Output exactly the lines below, starting with the line that has "filename src/enroll/handlers.rs" and going on through the line that has "use crate::auth::audit::AuditEvent;", both included, and no other lines.

↓↓↓

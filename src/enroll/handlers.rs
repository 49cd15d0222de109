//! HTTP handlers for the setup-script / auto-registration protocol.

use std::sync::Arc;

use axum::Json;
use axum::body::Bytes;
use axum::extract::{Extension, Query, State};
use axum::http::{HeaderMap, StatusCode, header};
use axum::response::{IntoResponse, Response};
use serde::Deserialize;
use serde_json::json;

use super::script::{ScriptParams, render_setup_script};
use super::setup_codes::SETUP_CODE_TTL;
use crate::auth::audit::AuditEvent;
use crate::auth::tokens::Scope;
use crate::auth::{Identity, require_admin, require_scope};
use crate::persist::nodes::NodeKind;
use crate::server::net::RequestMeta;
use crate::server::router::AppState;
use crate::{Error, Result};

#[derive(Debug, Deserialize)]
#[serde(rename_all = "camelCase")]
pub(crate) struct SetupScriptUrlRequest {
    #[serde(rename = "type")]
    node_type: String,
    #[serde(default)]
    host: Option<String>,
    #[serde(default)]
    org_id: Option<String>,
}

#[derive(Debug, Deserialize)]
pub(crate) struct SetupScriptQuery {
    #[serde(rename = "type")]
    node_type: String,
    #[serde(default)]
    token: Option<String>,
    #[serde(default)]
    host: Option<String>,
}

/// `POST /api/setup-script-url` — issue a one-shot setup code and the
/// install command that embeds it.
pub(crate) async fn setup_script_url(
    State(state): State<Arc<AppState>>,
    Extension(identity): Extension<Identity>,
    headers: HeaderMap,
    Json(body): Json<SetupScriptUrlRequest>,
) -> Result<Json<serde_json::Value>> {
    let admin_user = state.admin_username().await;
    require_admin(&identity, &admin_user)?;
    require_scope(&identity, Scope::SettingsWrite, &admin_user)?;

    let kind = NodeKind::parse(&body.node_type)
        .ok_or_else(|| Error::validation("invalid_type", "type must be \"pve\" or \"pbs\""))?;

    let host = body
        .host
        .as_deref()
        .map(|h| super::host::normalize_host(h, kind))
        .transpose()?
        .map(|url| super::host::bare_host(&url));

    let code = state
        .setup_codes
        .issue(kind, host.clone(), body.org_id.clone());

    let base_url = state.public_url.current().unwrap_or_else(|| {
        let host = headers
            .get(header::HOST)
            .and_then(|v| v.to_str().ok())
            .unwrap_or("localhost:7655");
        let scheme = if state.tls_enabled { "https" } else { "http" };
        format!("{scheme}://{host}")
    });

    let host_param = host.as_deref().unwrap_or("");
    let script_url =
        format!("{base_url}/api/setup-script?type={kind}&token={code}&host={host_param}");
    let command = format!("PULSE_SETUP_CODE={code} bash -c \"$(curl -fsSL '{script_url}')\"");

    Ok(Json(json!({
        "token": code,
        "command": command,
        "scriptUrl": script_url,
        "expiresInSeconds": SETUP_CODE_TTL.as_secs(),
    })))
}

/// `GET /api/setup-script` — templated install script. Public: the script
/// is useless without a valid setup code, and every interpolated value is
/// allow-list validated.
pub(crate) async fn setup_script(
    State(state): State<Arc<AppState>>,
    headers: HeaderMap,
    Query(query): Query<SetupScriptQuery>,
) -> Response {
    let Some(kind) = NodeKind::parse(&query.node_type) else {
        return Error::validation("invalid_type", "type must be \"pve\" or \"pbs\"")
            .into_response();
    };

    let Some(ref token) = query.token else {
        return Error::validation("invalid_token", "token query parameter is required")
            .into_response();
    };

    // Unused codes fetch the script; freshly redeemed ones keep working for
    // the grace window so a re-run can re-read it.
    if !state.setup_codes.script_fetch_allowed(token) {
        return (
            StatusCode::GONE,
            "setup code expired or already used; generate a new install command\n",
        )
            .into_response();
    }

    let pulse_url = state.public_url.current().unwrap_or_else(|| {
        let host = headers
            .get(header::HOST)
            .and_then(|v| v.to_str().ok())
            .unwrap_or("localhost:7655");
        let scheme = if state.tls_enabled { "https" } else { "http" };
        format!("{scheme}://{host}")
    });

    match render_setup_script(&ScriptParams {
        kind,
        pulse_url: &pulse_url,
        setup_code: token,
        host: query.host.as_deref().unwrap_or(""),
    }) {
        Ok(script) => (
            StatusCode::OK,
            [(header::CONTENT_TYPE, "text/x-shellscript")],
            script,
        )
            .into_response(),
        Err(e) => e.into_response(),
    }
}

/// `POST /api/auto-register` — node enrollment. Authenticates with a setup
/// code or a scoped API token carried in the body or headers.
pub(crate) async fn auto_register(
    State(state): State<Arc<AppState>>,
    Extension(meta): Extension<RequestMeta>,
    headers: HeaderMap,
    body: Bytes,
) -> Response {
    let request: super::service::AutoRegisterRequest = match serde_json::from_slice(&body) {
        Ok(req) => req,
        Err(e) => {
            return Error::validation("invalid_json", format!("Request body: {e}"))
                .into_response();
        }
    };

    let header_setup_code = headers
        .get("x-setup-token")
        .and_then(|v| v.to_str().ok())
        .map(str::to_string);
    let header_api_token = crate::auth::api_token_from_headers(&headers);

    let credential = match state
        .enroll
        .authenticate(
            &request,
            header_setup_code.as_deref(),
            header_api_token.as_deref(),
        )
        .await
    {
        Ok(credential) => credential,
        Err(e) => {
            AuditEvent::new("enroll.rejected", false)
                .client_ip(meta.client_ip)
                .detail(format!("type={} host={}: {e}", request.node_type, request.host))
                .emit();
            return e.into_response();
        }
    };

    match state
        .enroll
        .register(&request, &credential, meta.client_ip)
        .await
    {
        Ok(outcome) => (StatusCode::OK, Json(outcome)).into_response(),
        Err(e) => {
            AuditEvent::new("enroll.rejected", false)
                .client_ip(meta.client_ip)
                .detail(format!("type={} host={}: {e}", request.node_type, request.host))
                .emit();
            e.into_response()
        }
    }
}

↑↑↑
↓↓↓

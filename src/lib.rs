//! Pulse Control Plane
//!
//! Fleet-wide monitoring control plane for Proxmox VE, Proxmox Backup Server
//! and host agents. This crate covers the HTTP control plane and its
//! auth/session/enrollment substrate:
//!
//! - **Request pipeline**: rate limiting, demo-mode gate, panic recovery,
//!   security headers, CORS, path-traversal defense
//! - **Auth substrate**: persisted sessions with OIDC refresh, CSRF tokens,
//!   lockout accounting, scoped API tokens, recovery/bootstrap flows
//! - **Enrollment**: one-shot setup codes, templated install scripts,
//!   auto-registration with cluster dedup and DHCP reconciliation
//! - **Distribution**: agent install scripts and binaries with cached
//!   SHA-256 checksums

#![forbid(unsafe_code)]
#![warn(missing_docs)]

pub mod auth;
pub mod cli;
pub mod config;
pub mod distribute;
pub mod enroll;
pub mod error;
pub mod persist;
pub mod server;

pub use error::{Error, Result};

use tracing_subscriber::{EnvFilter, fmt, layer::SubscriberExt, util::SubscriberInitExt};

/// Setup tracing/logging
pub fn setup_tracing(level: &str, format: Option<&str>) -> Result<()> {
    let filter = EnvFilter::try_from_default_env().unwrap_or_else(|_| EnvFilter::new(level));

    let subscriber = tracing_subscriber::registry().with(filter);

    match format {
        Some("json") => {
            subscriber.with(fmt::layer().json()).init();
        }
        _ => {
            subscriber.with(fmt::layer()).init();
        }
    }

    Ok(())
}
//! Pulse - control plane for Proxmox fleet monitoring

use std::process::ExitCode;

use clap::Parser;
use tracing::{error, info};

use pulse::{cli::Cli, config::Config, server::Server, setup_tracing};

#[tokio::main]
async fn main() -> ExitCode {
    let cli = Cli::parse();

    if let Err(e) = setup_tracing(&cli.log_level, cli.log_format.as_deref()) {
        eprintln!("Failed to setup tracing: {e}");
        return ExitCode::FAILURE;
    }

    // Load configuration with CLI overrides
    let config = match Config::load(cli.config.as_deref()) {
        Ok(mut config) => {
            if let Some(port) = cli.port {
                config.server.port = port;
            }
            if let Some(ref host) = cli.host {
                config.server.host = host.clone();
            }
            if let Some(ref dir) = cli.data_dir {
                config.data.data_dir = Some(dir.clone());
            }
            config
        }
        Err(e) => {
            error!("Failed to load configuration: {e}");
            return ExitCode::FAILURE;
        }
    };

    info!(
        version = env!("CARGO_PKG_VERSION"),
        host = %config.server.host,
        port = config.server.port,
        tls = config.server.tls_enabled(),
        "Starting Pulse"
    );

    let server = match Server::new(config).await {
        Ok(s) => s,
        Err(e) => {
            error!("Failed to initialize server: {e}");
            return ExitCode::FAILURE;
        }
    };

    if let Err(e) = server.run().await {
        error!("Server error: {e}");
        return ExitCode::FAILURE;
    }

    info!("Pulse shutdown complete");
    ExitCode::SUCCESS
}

↑↑↑

Result of this task:
filename src/enroll/handlers.rs
repository 49cd15d0222de109
//! HTTP handlers for the setup-script / auto-registration protocol.

use std::sync::Arc;

use axum::Json;
use axum::body::Bytes;
use axum::extract::{Extension, Query, State};
use axum::http::{HeaderMap, StatusCode, header};
use axum::response::{IntoResponse, Response};
use serde::Deserialize;
use serde_json::json;

use super::script::{ScriptParams, render_setup_script};
use super::setup_codes::SETUP_CODE_TTL;
use crate::auth::audit::AuditEvent;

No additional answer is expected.